What you should do →
Up to and including the line that contains "when running in", write out each line of the material from its first line, exactly.
⁂
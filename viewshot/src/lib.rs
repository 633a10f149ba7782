// Copyright 2026 the Viewshot Authors
// SPDX-License-Identifier: Apache-2.0 OR MIT

//! Viewshot is a visual regression testing helper for user interface components.
//!
//! A rendering collaborator turns a view or layer into a [`PixelBuffer`]. Viewshot then
//! compares that buffer against a previously recorded reference image within a
//! configurable [`Tolerance`], or records a new reference image when running in
//! [record mode](RecordMode).
//!
//! ## Getting started
//!
//! ```no_run
//! use viewshot::{PixelBuffer, Snapshotter};
//!
//! # fn render_my_button() -> Result<PixelBuffer, std::io::Error> { unimplemented!() }
//! // Reads `VIEWSHOT_REFERENCE_DIR`, `VIEWSHOT_RECORD` and friends.
//! let mut snapshotter = Snapshotter::from_env().expect("reference directory must be set");
//! snapshotter
//!     .verify(&render_my_button, "my_button", &["_light", ""])
//!     .unwrap();
//! ```
//!
//! Reference images live at `{root}{suffix}/{identifier}.png`. Suffixes are tried in
//! order and the first matching reference wins.
//!
//! ## Pixel comparison
//!
//! Two pixels differ when any of their four channels differs by more than the
//! configured channel threshold (zero by default, meaning exact equality).
//! Pixels which are fully transparent in both images never differ.
//! The comparison passes when the fraction of differing pixels is at most the tolerance.

// LINT SET - lib.rs - v2
// These lints aren't included in Cargo.toml because they
// shouldn't apply to examples and tests
#![warn(unused_crate_dependencies)]
#![warn(clippy::print_stdout, clippy::print_stderr)]
// Targeting e.g. 32-bit means structs containing usize can give false positives for 64-bit.
#![cfg_attr(target_pointer_width = "64", warn(clippy::trivially_copy_pass_by_ref))]
// END LINT SET
#![cfg_attr(docsrs, feature(doc_cfg))]
#![warn(missing_docs)]

mod capture;
mod compare;
mod config;
#[cfg(feature = "flip")]
mod flip;
mod pixel;
mod snapshot;
mod store;

use std::path::Path;

use thiserror::Error;

pub use capture::{Capture, CaptureError, Prerendered};
pub use compare::{
    compare, diff_image, CompareOptions, ComparisonResult, Diagnostic, Tolerance,
    DEFAULT_CHANNEL_THRESHOLD,
};
pub use config::{
    RecordMode, SnapshotConfig, CHANNEL_THRESHOLD_VAR, DIFF_DIR_VAR, RECORD_VAR,
    REFERENCE_DIR_VAR, TOLERANCE_VAR,
};
pub use pixel::{Dimensions, PixelBuffer};
pub use snapshot::{Outcome, Snapshotter, DEFAULT_SUFFIXES};
pub use store::{reference_key, sanitize_identifier, DirectoryStore, MemoryStore, ReferenceStore};

/// Boxed error type used as the cause of storage and capture failures.
pub type BoxError = Box<dyn std::error::Error + Send + Sync>;

/// Errors that can occur while comparing or recording snapshots.
#[derive(Error, Debug)]
#[non_exhaustive]
pub enum Error {
    /// The candidate and reference images have different sizes.
    #[error("Got wrong size. Expected ({expected}), found ({actual})")]
    DimensionMismatch {
        /// Size of the reference image.
        expected: Dimensions,
        /// Size of the candidate image.
        actual: Dimensions,
    },
    /// More pixels differ than the tolerance allows.
    #[error(
        "Snapshot `{identifier}` differs from its reference: \
        {differing_pixels} of {total_pixels} pixels ({fraction:.4}) differ, tolerance is {tolerance}"
    )]
    Mismatch {
        /// Identifier of the snapshot.
        identifier: String,
        /// Number of pixels which differ beyond the channel threshold.
        differing_pixels: u64,
        /// Number of pixels compared.
        total_pixels: u64,
        /// `differing_pixels / total_pixels`.
        fraction: f64,
        /// The tolerance which was exceeded.
        tolerance: f64,
    },
    /// No reference image has been recorded for the key.
    #[error("Couldn't find reference image for `{key}`. Searched at {location}")]
    ReferenceNotFound {
        /// The store key which was looked up.
        key: String,
        /// Where the store looked.
        location: String,
    },
    /// A reference image exists but could not be read or decoded.
    #[error("Failed to read reference image for `{key}` from {location}")]
    StorageReadError {
        /// The store key which was looked up.
        key: String,
        /// Where the store looked.
        location: String,
        /// The underlying I/O or decoding error.
        source: BoxError,
    },
    /// A reference image or failure artifact could not be written.
    #[error("Failed to write image for `{key}` to {location}")]
    StorageWriteError {
        /// The store key which was written.
        key: String,
        /// Where the store tried to write.
        location: String,
        /// The underlying I/O or encoding error.
        source: BoxError,
    },
    /// The caller supplied no suffixes to try.
    #[error("At least one reference directory suffix must be supplied")]
    EmptySuffixSet,
    /// The reference root directory is not configured.
    #[error("Reference image directory is not configured. Set `{var}` to the root directory")]
    MissingReferenceRoot {
        /// The environment variable which should name the directory.
        var: &'static str,
    },
    /// An environment variable has a value which can't be used.
    #[error("Invalid value `{value}` for `{var}`: {reason}")]
    InvalidConfig {
        /// The offending environment variable.
        var: &'static str,
        /// Its value.
        value: String,
        /// Why it was rejected.
        reason: String,
    },
    /// A tolerance outside of `[0, 1]`.
    #[error("Tolerance must be a fraction between 0 and 1, got {0}")]
    InvalidTolerance(f64),
    /// Raw pixel data does not match the claimed dimensions.
    #[error("Expected {expected} bytes of RGBA8 data for a {dimensions} image, got {actual}")]
    InvalidBuffer {
        /// The claimed size of the image.
        dimensions: Dimensions,
        /// `width * height * 4`.
        expected: usize,
        /// Length of the supplied data.
        actual: usize,
    },
    /// The rendering collaborator failed to produce an image.
    #[error("Failed to capture `{identifier}`")]
    Capture {
        /// Identifier of the snapshot being captured.
        identifier: String,
        /// The error reported by the renderer.
        source: CaptureError,
    },
}

impl Error {
    pub(crate) fn storage_read(key: &str, location: String, source: impl Into<BoxError>) -> Self {
        Self::StorageReadError {
            key: key.to_owned(),
            location,
            source: source.into(),
        }
    }

    pub(crate) fn storage_write(key: &str, location: String, source: impl Into<BoxError>) -> Self {
        Self::StorageWriteError {
            key: key.to_owned(),
            location,
            source: source.into(),
        }
    }

    pub(crate) fn storage_write_at(key: &str, path: &Path, source: impl Into<BoxError>) -> Self {
        Self::storage_write(key, path.display().to_string(), source)
    }
}

/// Specialization of `Result` for viewshot's [`Error`].
pub type Result<T, E = Error> = std::result::Result<T, E>;
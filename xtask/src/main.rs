// Copyright 2026 the Viewshot Authors
// SPDX-License-Identifier: Apache-2.0 OR MIT

//! Xtask utilities for Viewshot: comparing images and managing reference images by hand.

use std::fs::File;
use std::io::BufReader;
use std::path::{Path, PathBuf};

use anyhow::{bail, Context, Result};
use clap::Parser;
use viewshot::{
    compare, diff_image, reference_key, CompareOptions, DirectoryStore, PixelBuffer,
    ReferenceStore, SnapshotConfig, Tolerance, DIFF_DIR_VAR,
};

#[derive(Parser, Debug)]
#[command(version, about, long_about = None)]
/// Top-level command line parser for xtask
pub struct Cli {
    /// The possible commands in this CLI.
    #[clap(subcommand)]
    pub command: CliCommand,
}

#[derive(Parser, Debug)]
/// Top-level xtask command
pub enum CliCommand {
    /// Compare a candidate PNG against a reference PNG
    Compare(CompareArgs),
    /// Record a PNG as the reference image for a snapshot
    Record(RecordArgs),
    /// Delete the candidate and diff images left behind by failing snapshots
    Clean(CleanArgs),
}

#[derive(Parser, Debug)]
/// CLI parser for comparisons
pub struct CompareArgs {
    /// The newly rendered image
    pub candidate: PathBuf,
    /// The accepted image
    pub reference: PathBuf,
    /// Maximum fraction of pixels which may differ
    #[arg(long, default_value_t = 0.0)]
    pub tolerance: f64,
    /// Maximum difference per channel before a pixel counts as differing
    #[arg(long, default_value_t = viewshot::DEFAULT_CHANNEL_THRESHOLD)]
    pub channel_threshold: u8,
    /// Write a diff image to this path
    #[arg(long)]
    pub diff: Option<PathBuf>,
}

#[derive(Parser, Debug)]
/// CLI parser for recording
pub struct RecordArgs {
    /// The image to record
    pub image: PathBuf,
    /// Identifier of the snapshot
    #[arg(long)]
    pub identifier: String,
    /// Reference directory suffix
    #[arg(long, default_value = "")]
    pub suffix: String,
    /// Root reference directory. Defaults to `VIEWSHOT_REFERENCE_DIR`
    #[arg(long)]
    pub root: Option<PathBuf>,
    /// Recompress the recorded image
    #[arg(long)]
    pub optimize: bool,
}

#[derive(Parser, Debug)]
/// CLI parser for cleaning failure artifacts
pub struct CleanArgs {
    /// Directory of failure artifacts. Defaults to `VIEWSHOT_DIFF_DIR`
    #[arg(long)]
    pub diff_dir: Option<PathBuf>,
}

fn load_png(path: &Path) -> Result<PixelBuffer> {
    let file = File::open(path).with_context(|| format!("Couldn't open {}", path.display()))?;
    PixelBuffer::from_png(BufReader::new(file))
        .with_context(|| format!("Couldn't decode {}", path.display()))
}

fn compare_command(args: CompareArgs) -> Result<()> {
    let candidate = load_png(&args.candidate)?;
    let reference = load_png(&args.reference)?;
    let options = CompareOptions::new(Tolerance::new(args.tolerance)?)
        .with_channel_threshold(args.channel_threshold);

    let result = compare(&candidate, &reference, options);
    println!("{}", result.summary());
    if let Some(diff_path) = &args.diff {
        diff_image(&candidate, &reference, args.channel_threshold)
            .save(diff_path)
            .with_context(|| format!("Couldn't write diff to {}", diff_path.display()))?;
        println!("Wrote diff to {}", diff_path.display());
    }
    if !result.matches {
        bail!(
            "{} doesn't match {}",
            args.candidate.display(),
            args.reference.display()
        );
    }
    Ok(())
}

fn record_command(args: RecordArgs) -> Result<()> {
    let root = match args.root {
        Some(root) => root,
        None => SnapshotConfig::from_env()?.reference_root,
    };
    let image = load_png(&args.image)?;
    let mut store = DirectoryStore::new(root).with_optimize(args.optimize);
    let key = reference_key(&args.suffix, &args.identifier);
    store.record(&key, &image)?;
    println!("Recorded {} to {}", args.image.display(), store.location(&key));
    Ok(())
}

fn clean_command(args: CleanArgs) -> Result<()> {
    let diff_dir = match args.diff_dir {
        Some(dir) => dir,
        None => match std::env::var_os(DIFF_DIR_VAR) {
            Some(dir) => PathBuf::from(dir),
            None => bail!("No diff directory given. Pass `--diff-dir` or set `{DIFF_DIR_VAR}`"),
        },
    };
    if !diff_dir.exists() {
        log::info!("{} doesn't exist, nothing to clean", diff_dir.display());
        return Ok(());
    }
    let mut removed = 0;
    for entry in std::fs::read_dir(&diff_dir)? {
        let path = entry?.path();
        let is_artifact = path
            .file_name()
            .and_then(|name| name.to_str())
            .is_some_and(|name| name.ends_with(".new.png") || name.ends_with(".diff.png"));
        if is_artifact {
            log::debug!("Removing {}", path.display());
            std::fs::remove_file(&path)?;
            removed += 1;
        }
    }
    println!("Removed {removed} files from {}", diff_dir.display());
    Ok(())
}

fn main() -> Result<()> {
    env_logger::init();
    let args = Cli::parse();
    match args.command {
        CliCommand::Compare(args) => compare_command(args),
        CliCommand::Record(args) => record_command(args),
        CliCommand::Clean(args) => clean_command(args),
    }
}
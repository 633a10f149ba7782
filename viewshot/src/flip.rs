// Copyright 2026 the Viewshot Authors
// SPDX-License-Identifier: Apache-2.0 OR MIT

//! Perceptual error using NVIDIA FLIP.

use nv_flip::{FlipImageRgb8, FlipPool};

use crate::PixelBuffer;

/// Mean FLIP error between two images of the same size.
///
/// FLIP has no notion of alpha, so both images are compared as opaque RGB.
pub(crate) fn flip_mean(candidate: &PixelBuffer, reference: &PixelBuffer) -> f32 {
    debug_assert_eq!(candidate.dimensions(), reference.dimensions());
    let expected_data = to_rgb8(reference);
    let rendered_data = to_rgb8(candidate);
    let expected = FlipImageRgb8::with_data(reference.width(), reference.height(), &expected_data);
    let rendered = FlipImageRgb8::with_data(candidate.width(), candidate.height(), &rendered_data);

    let error_map = nv_flip::flip(expected, rendered, nv_flip::DEFAULT_PIXELS_PER_DEGREE);
    FlipPool::from_image(&error_map).mean()
}

fn to_rgb8(buffer: &PixelBuffer) -> Vec<u8> {
    buffer
        .pixels()
        .flat_map(|[r, g, b, _]| [r, g, b])
        .collect()
}
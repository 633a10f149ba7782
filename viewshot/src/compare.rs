// Copyright 2026 the Viewshot Authors
// SPDX-License-Identifier: Apache-2.0 OR MIT

//! Tolerance-based comparison of two images.

use core::fmt;

use image::{Rgba, RgbaImage};

use crate::{Dimensions, Error, PixelBuffer, Result};

/// The default maximum difference allowed per channel before a pixel counts as differing.
///
/// Zero means pixels have to be exactly equal.
pub const DEFAULT_CHANNEL_THRESHOLD: u8 = 0;

/// The maximum acceptable fraction of differing pixels, in `[0, 1]`.
#[derive(Debug, Copy, Clone, PartialEq, PartialOrd, Default)]
pub struct Tolerance(f64);

impl Tolerance {
    /// No pixel may differ.
    pub const EXACT: Self = Self(0.0);
    /// Any number of pixels may differ.
    pub const ANY: Self = Self(1.0);

    /// Create a tolerance from a fraction.
    ///
    /// Returns [`Error::InvalidTolerance`] if `fraction` is not between 0 and 1 (inclusive).
    pub fn new(fraction: f64) -> Result<Self> {
        if (0.0..=1.0).contains(&fraction) {
            Ok(Self(fraction))
        } else {
            Err(Error::InvalidTolerance(fraction))
        }
    }

    /// The fraction of pixels which may differ.
    pub fn get(self) -> f64 {
        self.0
    }
}

impl fmt::Display for Tolerance {
    fn fmt(&self, f: &mut fmt::Formatter<'_>) -> fmt::Result {
        self.0.fmt(f)
    }
}

/// Parameters of a single comparison.
#[derive(Debug, Copy, Clone, PartialEq)]
pub struct CompareOptions {
    /// Maximum fraction of pixels which may differ.
    pub tolerance: Tolerance,
    /// Maximum difference allowed in any one channel before a pixel counts as differing.
    pub channel_threshold: u8,
}

impl CompareOptions {
    /// Compare with the given tolerance and the [default channel threshold](DEFAULT_CHANNEL_THRESHOLD).
    pub fn new(tolerance: Tolerance) -> Self {
        Self {
            tolerance,
            channel_threshold: DEFAULT_CHANNEL_THRESHOLD,
        }
    }

    /// Sets the channel threshold.
    pub fn with_channel_threshold(mut self, threshold: u8) -> Self {
        self.channel_threshold = threshold;
        self
    }
}

impl Default for CompareOptions {
    fn default() -> Self {
        Self::new(Tolerance::EXACT)
    }
}

impl From<Tolerance> for CompareOptions {
    fn from(tolerance: Tolerance) -> Self {
        Self::new(tolerance)
    }
}

/// Why a comparison failed regardless of the pixel contents.
#[derive(Debug, Copy, Clone, PartialEq, Eq)]
pub enum Diagnostic {
    /// The images have different sizes.
    DimensionMismatch {
        /// Size of the reference image.
        expected: Dimensions,
        /// Size of the candidate image.
        actual: Dimensions,
    },
}

/// The outcome of comparing a candidate image against a reference.
#[derive(Debug, Clone, PartialEq)]
pub struct ComparisonResult {
    /// Whether the candidate is within tolerance of the reference.
    pub matches: bool,
    /// Fraction of pixels which differ, between 0 and 1.
    pub differing_pixel_fraction: f64,
    /// Number of pixels which differ beyond the channel threshold.
    pub differing_pixels: u64,
    /// Number of pixels compared, or the pixel count of the larger image if the sizes differ.
    pub total_pixels: u64,
    /// The largest difference seen in any channel of a pixel which isn't transparent in both
    /// images.
    pub max_channel_delta: u8,
    /// The tolerance the result was judged against.
    pub tolerance: Tolerance,
    /// Set when the images could not be compared pixel by pixel.
    pub diagnostic: Option<Diagnostic>,
    /// Mean NVIDIA FLIP error of the comparison, when the images have the same size.
    #[cfg(feature = "flip")]
    pub flip_mean: Option<f32>,
}

impl ComparisonResult {
    /// Turn a failed comparison into the corresponding [`Error`].
    pub fn check(&self, identifier: &str) -> Result<()> {
        if let Some(Diagnostic::DimensionMismatch { expected, actual }) = self.diagnostic {
            return Err(Error::DimensionMismatch { expected, actual });
        }
        if !self.matches {
            return Err(Error::Mismatch {
                identifier: identifier.to_owned(),
                differing_pixels: self.differing_pixels,
                total_pixels: self.total_pixels,
                fraction: self.differing_pixel_fraction,
                tolerance: self.tolerance.get(),
            });
        }
        Ok(())
    }

    /// Returns a human-readable summary of the comparison.
    pub fn summary(&self) -> String {
        if let Some(Diagnostic::DimensionMismatch { expected, actual }) = self.diagnostic {
            return format!("Dimension mismatch: expected {expected}, found {actual}");
        }
        let verdict = if self.matches {
            "Images match"
        } else {
            "Images differ"
        };
        format!(
            "{verdict}: {} of {} pixels ({:.4}) differ, tolerance {}, max channel difference {}",
            self.differing_pixels,
            self.total_pixels,
            self.differing_pixel_fraction,
            self.tolerance,
            self.max_channel_delta
        )
    }
}

/// Compare a candidate image against a reference.
///
/// Images of different sizes never match, whatever the tolerance. Otherwise, each pixel where
/// any channel differs by more than `options.channel_threshold` counts as differing, and the
/// images match when the fraction of differing pixels is at most `options.tolerance`.
pub fn compare(
    candidate: &PixelBuffer,
    reference: &PixelBuffer,
    options: impl Into<CompareOptions>,
) -> ComparisonResult {
    let options = options.into();

    if candidate.dimensions() != reference.dimensions() {
        // Every pixel of the larger image counts as differing.
        let total_pixels = reference.pixel_count().max(candidate.pixel_count());
        return ComparisonResult {
            matches: false,
            differing_pixel_fraction: 1.0,
            differing_pixels: total_pixels,
            total_pixels,
            max_channel_delta: 0,
            tolerance: options.tolerance,
            diagnostic: Some(Diagnostic::DimensionMismatch {
                expected: reference.dimensions(),
                actual: candidate.dimensions(),
            }),
            #[cfg(feature = "flip")]
            flip_mean: None,
        };
    }

    let total_pixels = reference.pixel_count();
    let mut differing_pixels = 0_u64;
    let mut max_channel_delta = 0_u8;
    for (actual, expected) in candidate.pixels().zip(reference.pixels()) {
        let Some(delta) = pixel_delta(&actual, &expected) else {
            continue;
        };
        max_channel_delta = max_channel_delta.max(delta);
        if delta > options.channel_threshold {
            differing_pixels += 1;
        }
    }

    let differing_pixel_fraction = if total_pixels == 0 {
        0.0
    } else {
        differing_pixels as f64 / total_pixels as f64
    };

    ComparisonResult {
        matches: differing_pixel_fraction <= options.tolerance.get(),
        differing_pixel_fraction,
        differing_pixels,
        total_pixels,
        max_channel_delta,
        tolerance: options.tolerance,
        diagnostic: None,
        #[cfg(feature = "flip")]
        flip_mean: (total_pixels > 0).then(|| crate::flip::flip_mean(candidate, reference)),
    }
}

/// The largest difference between any channel of two pixels.
///
/// `None` if both pixels are fully transparent, as their color channels are meaningless.
fn pixel_delta(pixel1: &[u8; 4], pixel2: &[u8; 4]) -> Option<u8> {
    if pixel1[3] == 0 && pixel2[3] == 0 {
        return None;
    }

    pixel1
        .iter()
        .zip(pixel2)
        .map(|(a, b)| a.abs_diff(*b))
        .max()
}

fn is_pix_diff(pixel1: &[u8; 4], pixel2: &[u8; 4], threshold: u8) -> bool {
    pixel_delta(pixel1, pixel2).is_some_and(|delta| delta > threshold)
}

/// Render a visual diff of two images.
///
/// The result is three panels wide: the reference on the left, a mask in the middle where
/// differing pixels are red and equal pixels are black, and the candidate on the right.
/// Pixels present in only one of the images count as differing.
pub fn diff_image(candidate: &PixelBuffer, reference: &PixelBuffer, threshold: u8) -> RgbaImage {
    const RED: Rgba<u8> = Rgba([255, 0, 0, 255]);
    const BLACK: Rgba<u8> = Rgba([0, 0, 0, 255]);

    let width = candidate.width().max(reference.width());
    let height = candidate.height().max(reference.height());

    let mut diff_image = RgbaImage::new(width * 3, height);

    for x in 0..width {
        for y in 0..height {
            match (candidate.pixel(x, y), reference.pixel(x, y)) {
                (Some(actual), Some(expected)) => {
                    diff_image.put_pixel(x, y, Rgba(expected));
                    diff_image.put_pixel(x + 2 * width, y, Rgba(actual));
                    let mask = if is_pix_diff(&expected, &actual, threshold) {
                        RED
                    } else {
                        BLACK
                    };
                    diff_image.put_pixel(x + width, y, mask);
                }
                (Some(actual), None) => {
                    diff_image.put_pixel(x + 2 * width, y, Rgba(actual));
                    diff_image.put_pixel(x + width, y, RED);
                }
                (None, Some(expected)) => {
                    diff_image.put_pixel(x, y, Rgba(expected));
                    diff_image.put_pixel(x + width, y, RED);
                }
                (None, None) => {
                    diff_image.put_pixel(x + width, y, RED);
                }
            }
        }
    }

    diff_image
}
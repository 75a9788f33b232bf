//! Layer 2: Math
//!
//! # Purpose
//!
//! This layer provides the pure numeric building blocks of the fit:
//! - Gauss-Jordan elimination on augmented matrices
//! - Polynomial evaluation from a coefficient vector
//!
//! Neither has any knowledge of samples or fitting.
//!
//! # Architecture
//!
//! ```text
//! Layer 6: API
//!   ↓
//! Layer 5: Engine
//!   ↓
//! Layer 4: Evaluation
//!   ↓
//! Layer 3: Algorithms
//!   ↓
//! Layer 2: Math ← You are here
//!   ↓
//! Layer 1: Primitives
//! ```

/// In-place Gauss-Jordan elimination.
pub mod gauss_jordan;

/// Polynomial evaluation.
pub mod polynomial;
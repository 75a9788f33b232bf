//! Error types for polynomial fitting.
//!
//! ## Purpose
//!
//! This module defines the error conditions raised at the boundary of the
//! fitting pipeline: unusable input containers, mismatched sample lengths,
//! and invalid polynomial degrees.
//!
//! ## Design notes
//!
//! * **Contextual**: Errors carry the offending values (lengths, degree).
//! * **Synchronous**: Errors are raised at the offending call and never retried.
//! * **No-std**: Supports `no_std` environments by using `alloc` for dynamic messages.
//! * **Trait Implementation**: Implements `Display` and `std::error::Error` (when `std` is enabled).
//!
//! ## Invariants
//!
//! * Numeric degeneracies (singular systems, zero variance) are never errors;
//!   they resolve to defined fallback values in the numeric layers.
//!
//! ## Non-goals
//!
//! * This module does not perform the validation logic itself.
//! * This module does not provide error recovery or fallback strategies.

// Feature-gated imports
#[cfg(not(feature = "std"))]
use alloc::string::String;
#[cfg(feature = "std")]
use std::error::Error;
#[cfg(feature = "std")]
use std::string::String;

// External dependencies
use core::fmt::{Display, Formatter, Result};

// ============================================================================
// Error Type
// ============================================================================

/// Error type for polynomial fitting operations.
#[derive(Debug, Clone, PartialEq)]
pub enum PolyfitError {
    /// An input could not be viewed as a contiguous numeric sequence.
    InvalidShape(String),

    /// `x` and `y` must have the same number of elements.
    MismatchedInputs {
        /// Number of elements in the `x` sequence.
        x_len: usize,
        /// Number of elements in the `y` sequence.
        y_len: usize,
    },

    /// Degree must be a finite, non-negative integer.
    InvalidDegree(f64),
}

// ============================================================================
// Display Implementation
// ============================================================================

impl Display for PolyfitError {
    fn fmt(&self, f: &mut Formatter<'_>) -> Result {
        match self {
            Self::InvalidShape(msg) => write!(f, "x and y must be arrays: {msg}"),
            Self::MismatchedInputs { x_len, y_len } => {
                write!(
                    f,
                    "x and y must have the same length: x has {x_len} points, y has {y_len}"
                )
            }
            Self::InvalidDegree(degree) => {
                write!(
                    f,
                    "Invalid degree: {degree} (must be a non-negative integer)"
                )
            }
        }
    }
}

// ============================================================================
// Standard Error Trait
// ============================================================================

#[cfg(feature = "std")]
impl Error for PolyfitError {}
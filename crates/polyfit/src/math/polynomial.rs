//! Polynomial evaluation from a coefficient vector.
//!
//! ## Purpose
//!
//! This module evaluates `sum(terms[i] * x^i)` for a coefficient vector in
//! ascending order of exponent. It is the single evaluation routine used for
//! prediction, fitted-value computation and the fit statistics.
//!
//! ## Invariants
//!
//! * Pure: no state, no allocation, no failure modes.
//! * An empty coefficient vector evaluates to zero.
//! * NaN and infinities propagate through ordinary floating-point arithmetic.

// External dependencies
use num_traits::Float;

/// Evaluate the polynomial with coefficients `terms` at `x`.
///
/// `terms[i]` is the coefficient of `x^i`. Terms are summed lowest exponent
/// first, each power computed independently.
#[inline]
pub fn regress<T: Float>(x: T, terms: &[T]) -> T {
    let mut acc = T::zero();
    let mut exp = 0i32;

    for &term in terms {
        acc = acc + term * x.powi(exp);
        exp += 1;
    }

    acc
}
//! Layer 4: Evaluation
//!
//! # Purpose
//!
//! This layer computes statistical metrics for a fitted coefficient vector:
//! - Squared correlation between predicted and observed values
//! - Standard error of the estimate
//!
//! # Architecture
//!
//! ```text
//! Layer 6: API
//!   ↓
//! Layer 5: Engine
//!   ↓
//! Layer 4: Evaluation ← You are here
//!   ↓
//! Layer 3: Algorithms
//!   ↓
//! Layer 2: Math
//!   ↓
//! Layer 1: Primitives
//! ```

/// Goodness-of-fit statistics.
pub mod statistics;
⁂
Task output →
filename viewshot/src/lib.rs
repository 633a10f149ba7782
// Copyright 2026 the Viewshot Authors
// SPDX-License-Identifier: Apache-2.0 OR MIT

//! Viewshot is a visual regression testing helper for user interface components.
//!
//! A rendering collaborator turns a view or layer into a [`PixelBuffer`]. Viewshot then
//! compares that buffer against a previously recorded reference image within a
//! configurable [`Tolerance`], or records a new reference image when running in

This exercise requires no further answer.